Орвин, не выдержав, рассмеялся скрипящим тяжелым смехом, Крэйн от неожиданности вздрогнул.
– То есть отправить весь мир следом за Ушедшими?..
– Сделать так, чтоб этот мир не поганил своим существованием все его окружающее. – Жрец не переменился в лице. – Раз он неизлечим, подарить ему быстрое милосердие. Убить его насмерть.
– Убить целый мир? Витерон, уж не вообразил ли ты себя богом?
– Нет, я всего лишь скромный жрец Ушедших, не мне по силам повелевать мирами. Но это может сделать тот, в ком течет кровь Ушедших. Кровь богов, сотворивших этот мир, может его и разрушить.
– В роли Ушедших, надо думать, выступаем сейчас мы… – вполголоса обронил Орвин, глядя в сторону. – Интересная мысль.
– Не вы. Только Крэйн. Род Алдион был единственным в мире, сохранившим малую часть крови Ушедших, остальные растеряли ее за столько времени, она выкипела из их жил. Но и в роду Алдион она никогда не передавалась от отца к сыну. Как загадочное растение, она являла свои побеги настолько редко, что это почти не удавалось заметить. Проявившись у прадеда, она могла перейти от него к праправнуку или вообще исчезнуть в этой ветви на древе вашего великого рода. Сотни людей занимались тем, что наблюдали в течение бесчисленных лет за сменой шэдов и шэлов в Алдионе. Уходили одни люди, приходили другие. Те невидимые остатки божественной силы исчезали и появлялись вновь. Сегодня я говорю с тем, в чьих жилах находится кровь Ушедших.
Крэйну неожиданно показалось, что Орвин отодвигается все дальше и дальше, склет растягивается, стены уходят в темноту, а сам он стоит на краю огромного утеса и, теряя равновесие, наваливается грудью на пустоту, на бьющие снизу потоки ветра.
– Смешно, – сказали его губы, помедлив. – Но ты напрасно преодолел такое расстояние только лишь ради того, чтоб рассказать эту поучительную сказку.

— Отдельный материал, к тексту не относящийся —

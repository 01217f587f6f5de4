use geoqr_engine::config::{AppConfig, SourceKind};
use geoqr_engine::heatmap::aggregator::SpatialAggregator;
use geoqr_engine::heatmap::density::DensityGrid;
use geoqr_engine::service::credential_service::CredentialService;
use geoqr_engine::service::heatmap_feed::HeatmapFeed;
use geoqr_engine::service::ingest::run_ingest;
use geoqr_engine::service::retention::RetentionTrimmer;
use geoqr_engine::source::channel::channel;
use geoqr_engine::source::redis_stream::RedisStreamSource;
use geoqr_engine::source::synthetic::{SyntheticConfig, SyntheticSource};
use geoqr_engine::AppState;
use std::time::Duration;
use tokio::task::JoinSet;
use tokio_util::sync::CancellationToken;

#[tokio::main]
async fn main() -> anyhow::Result<()> {
    geoqr_engine::telemetry::init();

    let cfg = AppConfig::from_env();
    let ctx = CancellationToken::new();
    let mut tasks: JoinSet<anyhow::Result<()>> = JoinSet::new();

    let aggregator = SpatialAggregator::new(DensityGrid::new(cfg.cell_size(), cfg.retention()))
        .with_max_skew(cfg.max_clock_skew());
    let heatmap_feed = HeatmapFeed::new(aggregator.clone(), cfg.projector());

    let publisher = match cfg.event_source {
        SourceKind::Synthetic => {
            let source = SyntheticSource::new(SyntheticConfig {
                seed: cfg.synthetic_seed,
                interval: Some(Duration::from_millis(cfg.synthetic_interval_ms)),
                start: chrono::Utc::now(),
                ..SyntheticConfig::default()
            })?;
            let (ctx, agg) = (ctx.clone(), aggregator.clone());
            tasks.spawn(async move { run_ingest(ctx, source, agg).await.map(|_| ()) });
            None
        }
        SourceKind::Redis => {
            let client = redis::Client::open(cfg.redis_url.clone())?;
            let source =
                RedisStreamSource::connect(&client, &cfg.stream_key, &cfg.stream_group, &cfg.consumer_name).await?;
            let (ctx, agg) = (ctx.clone(), aggregator.clone());
            tasks.spawn(async move { run_ingest(ctx, source, agg).await.map(|_| ()) });
            None
        }
        SourceKind::Push => {
            let (publisher, source) = channel(1024);
            let (ctx, agg) = (ctx.clone(), aggregator.clone());
            tasks.spawn(async move { run_ingest(ctx, source, agg).await.map(|_| ()) });
            Some(publisher)
        }
    };

    let trimmer = RetentionTrimmer {
        aggregator: aggregator.clone(),
        interval: cfg.trim_interval(),
    };
    tasks.spawn(trimmer.run(ctx.clone()));
    tasks.spawn(heatmap_feed.clone().run(ctx.clone(), cfg.heatmap_refresh()));

    let state = AppState {
        credential_service: CredentialService {
            default_fence: cfg.default_fence(),
        },
        aggregator,
        heatmap_feed,
        publisher,
    };
    let app = geoqr_engine::http::routes::router(state);

    let listener = tokio::net::TcpListener::bind(&cfg.bind_addr).await?;
    tracing::info!("listening on {}", cfg.bind_addr);

    let shutdown = ctx.clone();
    axum::serve(listener, app)
        .with_graceful_shutdown(async move {
            let _ = tokio::signal::ctrl_c().await;
            tracing::info!("shutdown signal received");
            shutdown.cancel();
        })
        .await?;

    ctx.cancel();
    while let Some(joined) = tasks.join_next().await {
        if let Ok(Err(e)) = joined {
            tracing::error!(error = %e, "background task failed");
        }
    }
    Ok(())
}
use crate::domain::geofence::GeoPoint;
use serde::{Deserialize, Serialize};
use uuid::Uuid;

#[derive(Debug, Clone, PartialEq, Serialize, Deserialize)]
pub struct PaymentEvent {
    #[serde(default = "Uuid::new_v4")]
    pub event_id: Uuid,
    pub location: GeoPoint,
    pub amount: f64,
    pub observed_at: chrono::DateTime<chrono::Utc>,
}

#[derive(Debug, Clone, Copy, PartialEq, Eq)]
pub enum RejectReason {
    LocationOutOfRange,
    NonPositiveAmount,
    ObservedInFuture,
}

impl RejectReason {
    pub fn as_str(&self) -> &'static str {
        match self {
            RejectReason::LocationOutOfRange => "location_out_of_range",
            RejectReason::NonPositiveAmount => "non_positive_amount",
            RejectReason::ObservedInFuture => "observed_in_future",
        }
    }
}

impl PaymentEvent {
    pub fn new(location: GeoPoint, amount: f64, observed_at: chrono::DateTime<chrono::Utc>) -> Self {
        Self {
            event_id: Uuid::new_v4(),
            location,
            amount,
            observed_at,
        }
    }

    // observations stamped more than `max_skew` after `now` never age out of retention
    pub fn check(
        &self,
        now: chrono::DateTime<chrono::Utc>,
        max_skew: chrono::Duration,
    ) -> Result<(), RejectReason> {
        if !self.location.is_valid() {
            return Err(RejectReason::LocationOutOfRange);
        }
        if !self.amount.is_finite() || self.amount <= 0.0 {
            return Err(RejectReason::NonPositiveAmount);
        }
        if self.observed_at > now + max_skew {
            return Err(RejectReason::ObservedInFuture);
        }
        Ok(())
    }
}

#[cfg(test)]
mod tests {
    use super::*;

    #[test]
    fn rejects_events_stamped_past_the_skew() {
        let now = chrono::Utc::now();
        let skew = chrono::Duration::minutes(5);
        let at = |offset: chrono::Duration| PaymentEvent::new(GeoPoint::new(1.0, 1.0), 10.0, now + offset);

        assert_eq!(at(chrono::Duration::minutes(4)).check(now, skew), Ok(()));
        assert_eq!(at(chrono::Duration::hours(-48)).check(now, skew), Ok(()));
        assert_eq!(
            at(chrono::Duration::days(3650)).check(now, skew),
            Err(RejectReason::ObservedInFuture)
        );
    }
}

Витерона его слова, казалось, не задели. Так ни разу не переменив позы, он расслабленно стоял у стены, глаза его в полумраке блестели.
Орвин, успевший перетянуть раненую руку обрывком вельта, молчал, переводя взгляд от него к Крэйну. Обычно властное лицо, выражающее уверенность и достоинство каждой морщинкой, каждой мельчайшей чертой, обмякло, сделавшись до неприличия человеческим.
– Я бы не стал тратить столько сил, только лишь ради того, чтоб рассказать поучительную сказку, – тихо сказал Витерон. – Даже ты не можешь представить, сколько человек занимались тобой, и только тобой, бывший шэл Крэйн. И сколько потребовалось сил, чтобы ты попал в Себер.
Крэйн почувствовал, как вдоль позвоночника начинает подниматься холод.
– Я попал в Себер по собственной воле.
Жрец покачал головой. В этом медленном завораживающем жесте была неизъяснимая грация.
– Нет, Крэйн, хоть я и говорю обычно, что на все воля Ушедших, в этот раз имело место исключение. Тебя вели от Алдиона, хотя ты сам этого не замечал. Много людей, много сил, много времени и денег.
– Ты лжешь, Витерон, – задыхаясь, сказал Крэйн. – Я уже дважды предупреждал тебя, как опасно лгать шэлу, пусть и бывшему. И это не та ложь, которая может тебя спасти.
– Лгать поздно, – спокойно ответил жрец. – Пришло последнее время. Неужели ты действительно считаешь, что случайно покинул Алдион?..
– Я знаю человека, из-за которого мне пришлось бежать, ворожея. Это был Кафер из рода Кардон, я встретил здесь его брата.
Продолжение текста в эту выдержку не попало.